From: Jakub Narebski <jnareb@gmail.com>
To: git@vger.kernel.org
Cc: John 'Warthog9' Hawley <warthog9@eaglescrag.net>,
John 'Warthog9' Hawley <warthog9@kernel.org>,
Petr Baudis <pasky@suse.cz>, Jakub Narebski <jnareb@gmail.com>
Subject: [RFC PATCHv3 10/10] gitweb: Show appropriate "Generating..." page when regenerating cache
Date: Tue, 16 Feb 2010 20:36:45 +0100 [thread overview]
Message-ID: <1266349005-15393-11-git-send-email-jnareb@gmail.com> (raw)
In-Reply-To: <1266349005-15393-1-git-send-email-jnareb@gmail.com>
When there exist stale/expired (but not too stale) version of
(re)generated page in cache, gitweb returns stale version (and updates
cache in background, assuming 'background_cache' is set to true value).
When there is no stale version suitable to serve the client, currently
we have to wait for the data to be generated in full before showing it.
Add to GitwebCache::SimpleFileCache, via 'generating_info' callback,
the ability to show user some activity indicator / progress bar, to
show that we are working on generating data.

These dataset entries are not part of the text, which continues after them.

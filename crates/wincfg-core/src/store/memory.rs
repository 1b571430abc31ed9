//! In-memory [`PersistedStore`] implementation.
//!
//! Allows tests and embedders to exercise the full settings lifecycle without
//! a settings file.  Besides the trait operations it can:
//!
//! - simulate edits made by another process (`external_set`,
//!   `external_remove`), which fire the change subscriber like a real file
//!   watcher would;
//! - count `save` calls and inject save failures, to cover the persist path.

use std::cell::{Cell, RefCell};
use std::collections::BTreeMap;
use std::rc::Rc;

use tracing::debug;

use super::{ChangeCallback, PersistedStore, StoreError};
use crate::SettingValue;

/// A [`PersistedStore`] that keeps everything in a map.
pub struct MemoryStore {
    values: RefCell<BTreeMap<String, SettingValue>>,
    subscriber: RefCell<Option<Rc<dyn Fn()>>>,
    save_count: Cell<u32>,
    fail_saves: Cell<bool>,
    /// Snapshot taken by the last successful `save`.
    persisted: RefCell<BTreeMap<String, SettingValue>>,
}

impl MemoryStore {
    /// Creates an empty store.
    pub fn new() -> Self {
        Self {
            values: RefCell::new(BTreeMap::new()),
            subscriber: RefCell::new(None),
            save_count: Cell::new(0),
            fail_saves: Cell::new(false),
            persisted: RefCell::new(BTreeMap::new()),
        }
    }

    /// Creates a store pre-populated with `entries` (keys stored verbatim).
    pub fn with_entries<I, K>(entries: I) -> Self
    where
        I: IntoIterator<Item = (K, SettingValue)>,
        K: Into<String>,
    {
        let store = Self::new();
        {
            let mut values = store.values.borrow_mut();
            for (key, value) in entries {
                values.insert(key.into(), value);
            }
        }
        store
    }

    /// Changes a key as if another process edited the resource.
    pub fn external_set(&self, key: &str, value: SettingValue) {
        self.values.borrow_mut().insert(key.to_string(), value);
        self.notify();
    }

    /// Removes a key as if another process edited the resource.
    pub fn external_remove(&self, key: &str) {
        let removed = self.values.borrow_mut().remove(key).is_some();
        if removed {
            self.notify();
        }
    }

    /// Makes every following `save` fail with [`StoreError::Rejected`].
    pub fn fail_saves(&self, fail: bool) {
        self.fail_saves.set(fail);
    }

    /// Number of successful `save` calls so far.
    pub fn save_count(&self) -> u32 {
        self.save_count.get()
    }

    /// Returns `true` if a change subscriber is installed.
    pub fn has_subscriber(&self) -> bool {
        self.subscriber.borrow().is_some()
    }

    /// Value of `key` as of the last successful `save`.
    pub fn persisted(&self, key: &str) -> Option<SettingValue> {
        self.persisted.borrow().get(key).cloned()
    }

    fn notify(&self) {
        // Clone the callback out so it can re-enter the store.
        let callback = self.subscriber.borrow().clone();
        if let Some(callback) = callback {
            callback();
        }
    }
}

impl Default for MemoryStore {
    fn default() -> Self {
        Self::new()
    }
}

impl PersistedStore for MemoryStore {
    fn get(&self, key: &str) -> Option<SettingValue> {
        self.values.borrow().get(key).cloned()
    }

    fn set(&self, key: &str, value: SettingValue) {
        self.values.borrow_mut().insert(key.to_string(), value);
        self.notify();
    }

    fn save(&self) -> Result<(), StoreError> {
        if self.fail_saves.get() {
            return Err(StoreError::Rejected("memory store is failing saves".to_string()));
        }
        *self.persisted.borrow_mut() = self.values.borrow().clone();
        self.save_count.set(self.save_count.get() + 1);
        debug!("memory store saved ({} keys)", self.persisted.borrow().len());
        Ok(())
    }

    fn subscribe(&self, on_change: ChangeCallback) {
        *self.subscriber.borrow_mut() = Some(Rc::from(on_change));
    }
}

Gitweb itself uses "Generating..." page as activity indicator, which
redirects (via <meta http-equiv="Refresh" ...>) to refreshed version
of the page after the cache is filled (via trick of not closing page
and therefore not closing connection till data is available in cache,
checked by getting shared/readers lock on lockfile for cache entry).
The git_generating_data_html() subroutine, which is used by gitweb
to implement this feature, is highly configurable: you can choose
initial delay, frequency of writing some data so that connection
won't get closed, and maximum time to wait for data in "Generating..."
page (see %generating_options hash).
Currently git_generating_data_html() contains hardcoded "whitelist" of
actions for which such HTML "Generating..." page makes sense.
This implements final feature from the original gitweb output caching
patch by J.H.
Inspired-by-code-by: John 'Warthog9' Hawley <warthog9@kernel.org>
Signed-off-by: Jakub Narebski <jnareb@gmail.com>
---
Differences from v2:
* More comments.
* In more places use just fields directly and not via getter (accessor).
* Before using 'generating_info' in process that writes cache entry
(in background) and has exclusive lock, reset lock by closing and
opening lockfile (flock($lockfile, LOCK_UN) doesn't work).
* Fix bug in 'startup_delay' in git_generating_data_html: the test
was switched condition (thats for taking inspiration from two different
sources with slightly different code).
* Always use "die $@" instead of simple "die" to re-throw unexpected
errors (exceptions) in git_generating_data_html.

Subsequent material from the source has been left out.